"Christiane Singer raconte une magnifique histoire. Un formateur américain, un sportif, arrive dans un village d'Afrique, bien décidé à inculquer l'esprit de compétition aux petits Noirs. Il organise une course: « Le premier arrivé aura une récompense. » Bang ! Départ. Et... tous les enfants se prennent par la main et arrivent ensemble, en riant et chantant sous les yeux médusés du fabricant de compétiteurs. Ces enfants sont libres. Les petits prodiges du sport moderne, eux, sont esclaves. Il n'y a aucune liberté dans la concurrence: la concurrence est une glu, pis, un étau qui nous enserre et nous pressure. Nous ne sommes pas libres de lutter contre les autres, nous sommes pressés comme des citrons, produisant d'ailleurs un jus de plus en plus aigre dans une vie d'aigreur."
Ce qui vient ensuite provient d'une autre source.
//! Local-calendar boundary math configured by the user's week and month preferences.

use chrono::{
    DateTime, Datelike, Duration, FixedOffset, NaiveDate, NaiveDateTime, NaiveTime, Offset,
    TimeZone, Utc, Weekday,
};

use crate::errors::{EngineError, Result};
use crate::ledger::time_interval::{clamp_ymd, shift_month};

pub const DEFAULT_FIRST_WEEKDAY: u8 = 1;
pub const DEFAULT_FIRST_DAY_OF_MONTH: u8 = 1;
const MAX_FIRST_DAY_OF_MONTH: u8 = 28;
const MIN_DAYS_IN_FIRST_WEEK: i64 = 4;

/// Calendar preferences injected into every engine component.
///
/// Weekdays are numbered 1..=7 starting at Sunday. The local calendar is a fixed
/// offset from UTC; every boundary is a local midnight expressed as a UTC instant.
#[derive(Debug, Clone, Copy, PartialEq, Eq)]
pub struct CalendarPolicy {
    first_weekday: u8,
    first_day_of_month: u8,
    utc_offset_seconds: i32,
}

impl Default for CalendarPolicy {
    fn default() -> Self {
        Self {
            first_weekday: DEFAULT_FIRST_WEEKDAY,
            first_day_of_month: DEFAULT_FIRST_DAY_OF_MONTH,
            utc_offset_seconds: 0,
        }
    }
}

impl CalendarPolicy {
    pub fn new(first_weekday: u8, first_day_of_month: u8, utc_offset_minutes: i32) -> Result<Self> {
        weekday_from_number(first_weekday)?;
        if !(1..=MAX_FIRST_DAY_OF_MONTH).contains(&first_day_of_month) {
            return Err(EngineError::InvalidAnchor(format!(
                "first day of month must be within 1..={MAX_FIRST_DAY_OF_MONTH}, got {first_day_of_month}"
            )));
        }
        let utc_offset_seconds = utc_offset_minutes
            .checked_mul(60)
            .filter(|secs| FixedOffset::east_opt(*secs).is_some())
            .ok_or_else(|| {
                EngineError::Config(format!("utc offset of {utc_offset_minutes} minutes is invalid"))
            })?;
        Ok(Self {
            first_weekday,
            first_day_of_month,
            utc_offset_seconds,
        })
    }

    pub fn first_weekday(&self) -> u8 {
        self.first_weekday
    }

    pub fn first_day_of_month(&self) -> u8 {
        self.first_day_of_month
    }

    pub fn offset(&self) -> FixedOffset {
        FixedOffset::east_opt(self.utc_offset_seconds).unwrap_or_else(|| Utc.fix())
    }

    pub fn local(&self, instant: DateTime<Utc>) -> NaiveDateTime {
        instant.with_timezone(&self.offset()).naive_local()
    }

    pub fn local_date(&self, instant: DateTime<Utc>) -> NaiveDate {
        self.local(instant).date()
    }

    /// Converts a local wall-clock time back to the UTC instant it denotes.
    pub fn to_instant(&self, local: NaiveDateTime) -> DateTime<Utc> {
        let utc = local - Duration::seconds(self.utc_offset_seconds as i64);
        Utc.from_utc_datetime(&utc)
    }

    pub fn midnight(&self, date: NaiveDate) -> DateTime<Utc> {
        self.to_instant(date.and_time(NaiveTime::MIN))
    }

    pub fn start_of_day(&self, instant: DateTime<Utc>) -> DateTime<Utc> {
        self.midnight(self.local_date(instant))
    }

    pub fn start_of_week(&self, instant: DateTime<Utc>) -> DateTime<Utc> {
        self.midnight(week_start_date(self.local_date(instant), self.first_weekday))
    }

    pub fn start_of_week_on(&self, instant: DateTime<Utc>, first_weekday: u8) -> Result<DateTime<Utc>> {
        weekday_from_number(first_weekday)?;
        Ok(self.midnight(week_start_date(self.local_date(instant), first_weekday)))
    }

    /// Start of the billing month that contains `instant`.
    pub fn start_of_month(&self, instant: DateTime<Utc>) -> DateTime<Utc> {
        let date = self.local_date(instant);
        let start = month_start_date(date, self.first_day_of_month as u32).unwrap_or(date);
        self.midnight(start)
    }

    /// Like [`Self::start_of_month`] with an explicit billing day.
    pub fn start_of_month_on(&self, instant: DateTime<Utc>, first_day_of_month: u8) -> Result<DateTime<Utc>> {
        if !(1..=MAX_FIRST_DAY_OF_MONTH).contains(&first_day_of_month) {
            return Err(EngineError::InvalidAnchor(format!(
                "first day of month must be within 1..={MAX_FIRST_DAY_OF_MONTH}, got {first_day_of_month}"
            )));
        }
        let date = self.local_date(instant);
        let start = month_start_date(date, first_day_of_month as u32)
            .ok_or_else(|| EngineError::OutOfRange(date.to_string()))?;
        Ok(self.midnight(start))
    }

    /// Start of the calendar month (day 1), independent of the billing day.
    pub fn start_of_calendar_month(&self, instant: DateTime<Utc>) -> DateTime<Utc> {
        let date = self.local_date(instant);
        self.midnight(date.with_day(1).unwrap_or(date))
    }

    pub fn start_of_year(&self, instant: DateTime<Utc>) -> DateTime<Utc> {
        let date = self.local_date(instant);
        self.midnight(date.with_ordinal(1).unwrap_or(date))
    }

    /// Week number using the minimum-four-days rule: week 1 is the first week
    /// beginning on `first_weekday` that has at least four days in the new year.
    pub fn week_of_year(&self, instant: DateTime<Utc>) -> (i32, u32) {
        let date = self.local_date(instant);
        let year = date.year();
        let mut week_year = year;
        let mut week_one = self.first_week_start(year);
        if let Some(following) = self.first_week_start_opt(year + 1) {
            if date >= following {
                week_year = year + 1;
                week_one = following;
            }
        }
        if date < week_one {
            week_year = year - 1;
            week_one = self.first_week_start(year - 1);
        }
        let week = (date - week_one).num_days() / 7 + 1;
        (week_year, week as u32)
    }

    fn first_week_start(&self, year: i32) -> NaiveDate {
        self.first_week_start_opt(year).unwrap_or(NaiveDate::MIN)
    }

    fn first_week_start_opt(&self, year: i32) -> Option<NaiveDate> {
        let jan_first = NaiveDate::from_ymd_opt(year, 1, 1)?;
        let start = week_start_date(jan_first, self.first_weekday);
        let days_in_new_year = 7 - (jan_first - start).num_days();
        if days_in_new_year >= MIN_DAYS_IN_FIRST_WEEK {
            Some(start)
        } else {
            start.checked_add_signed(Duration::days(7))
        }
    }
}

/// Parses a 1..=7 weekday number where 1 is Sunday.
pub fn weekday_from_number(number: u8) -> Result<Weekday> {
    match number {
        1 => Ok(Weekday::Sun),
        2 => Ok(Weekday::Mon),
        3 => Ok(Weekday::Tue),
        4 => Ok(Weekday::Wed),
        5 => Ok(Weekday::Thu),
        6 => Ok(Weekday::Fri),
        7 => Ok(Weekday::Sat),
        other => Err(EngineError::InvalidAnchor(format!(
            "weekday must be within 1..=7, got {other}"
        ))),
    }
}

pub fn weekday_number(weekday: Weekday) -> u8 {
    weekday.num_days_from_sunday() as u8 + 1
}

pub(crate) fn week_start_date(date: NaiveDate, first_weekday: u8) -> NaiveDate {
    let today = date.weekday().num_days_from_sunday() as i64;
    let first = (first_weekday as i64 - 1).rem_euclid(7);
    let back = (today - first).rem_euclid(7);
    date - Duration::days(back)
}

pub(crate) fn month_start_date(date: NaiveDate, day: u32) -> Option<NaiveDate> {
    let this_month = clamp_ymd(date.year(), date.month(), day)?;
    if this_month <= date {
        return Some(this_month);
    }
    let previous = shift_month(date.with_day(1)?, -1)?;
    clamp_ymd(previous.year(), previous.month(), day)
}

#[cfg(test)]
mod tests {
    use super::*;

    fn at(y: i32, m: u32, d: u32, h: u32) -> DateTime<Utc> {
        Utc.with_ymd_and_hms(y, m, d, h, 0, 0).unwrap()
    }

    #[test]
    fn rejects_out_of_range_settings() {
        assert!(matches!(
            CalendarPolicy::new(0, 1, 0),
            Err(EngineError::InvalidAnchor(_))
        ));
        assert!(matches!(
            CalendarPolicy::new(8, 1, 0),
            Err(EngineError::InvalidAnchor(_))
        ));
        assert!(matches!(
            CalendarPolicy::new(1, 29, 0),
            Err(EngineError::InvalidAnchor(_))
        ));
        assert!(CalendarPolicy::new(7, 28, -300).is_ok());
    }

    #[test]
    fn start_of_day_uses_local_calendar() {
        // 02:00 UTC on the 10th is still the 9th at UTC-5.
        let policy = CalendarPolicy::new(1, 1, -300).unwrap();
        let start = policy.start_of_day(at(2024, 3, 10, 2));
        assert_eq!(start, at(2024, 3, 9, 5));
    }

    #[test]
    fn start_of_week_respects_first_weekday() {
        let sunday_first = CalendarPolicy::default();
        // 2024-05-15 is a Wednesday.
        let wednesday = at(2024, 5, 15, 13);
        assert_eq!(sunday_first.start_of_week(wednesday), at(2024, 5, 12, 0));
        assert_eq!(
            sunday_first.start_of_week_on(wednesday, 2).unwrap(),
            at(2024, 5, 13, 0)
        );
        assert_eq!(
            sunday_first.start_of_week_on(wednesday, 4).unwrap(),
            at(2024, 5, 15, 0)
        );
    }

    #[test]
    fn start_of_month_follows_billing_day() {
        let policy = CalendarPolicy::new(1, 15, 0).unwrap();
        assert_eq!(policy.start_of_month(at(2024, 5, 20, 8)), at(2024, 5, 15, 0));
        assert_eq!(policy.start_of_month(at(2024, 5, 3, 8)), at(2024, 4, 15, 0));
        assert_eq!(policy.start_of_month(at(2024, 1, 3, 8)), at(2023, 12, 15, 0));
        assert_eq!(policy.start_of_month_on(at(2024, 3, 9, 8), 10).unwrap(), at(2024, 2, 10, 0));
        assert_eq!(policy.start_of_month_on(at(2024, 3, 10, 0), 10).unwrap(), at(2024, 3, 10, 0));
        assert!(matches!(
            policy.start_of_month_on(at(2024, 3, 10, 0), 29),
            Err(EngineError::InvalidAnchor(_))
        ));
        assert_eq!(policy.start_of_calendar_month(at(2024, 5, 3, 8)), at(2024, 5, 1, 0));
    }

    #[test]
    fn start_of_year_is_january_first() {
        let policy = CalendarPolicy::default();
        assert_eq!(policy.start_of_year(at(2024, 7, 4, 12)), at(2024, 1, 1, 0));
    }

    #[test]
    fn week_numbers_use_four_day_rule() {
        // Monday-first weeks reproduce ISO numbering.
        let iso = CalendarPolicy::new(2, 1, 0).unwrap();
        assert_eq!(iso.week_of_year(at(2021, 1, 1, 12)), (2020, 53));
        assert_eq!(iso.week_of_year(at(2021, 1, 4, 12)), (2021, 1));
        assert_eq!(iso.week_of_year(at(2024, 12, 30, 12)), (2025, 1));
        assert_eq!(iso.week_of_year(at(2024, 6, 14, 12)), (2024, 24));
    }
}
C'est la première fois (du moins je crois) que je lis une critique de la concurrence, concept tellement ancré dans nos sociétés occidentales, et qui nous est inculqué dès notre plus jeune âge, qui résonne avec mon intuition. Pourtant, la concurrence n'a pas que du mauvais:
"Nous touchons du doigt l'un des phénomènes les plus étranges de l'économie qui justifie, il faut le reconnaître, le concept de concurrence. Paradoxalement, la concurrence renforce l'esprit coopératif.
Image: un match de foot. Imaginons un entraîneur libéral qui, dans les vestiaires, avant le match, braille: « Chacun pour soi ! Surtout, pas de passes ! Perso-perso-perso ! Que chacun se démerde et on gagnera ! » L'entraîneur coopératif maintenant: « Le collectif, d'abord le collectif, surtout le collectif, les gars ! » On ne donnera pas cher de l'équipe entraînée par le libéral. Pour autant, la concurrence agit comme un aiguillon: le désir de battre l'autre équipe, le fait d'être en « concurrence » avec elle, ne peuvent que renforcer le collectif. Il est clair que la concurrence stimule les phénomènes de coopération.
Alors ? Cherchez l'erreur ?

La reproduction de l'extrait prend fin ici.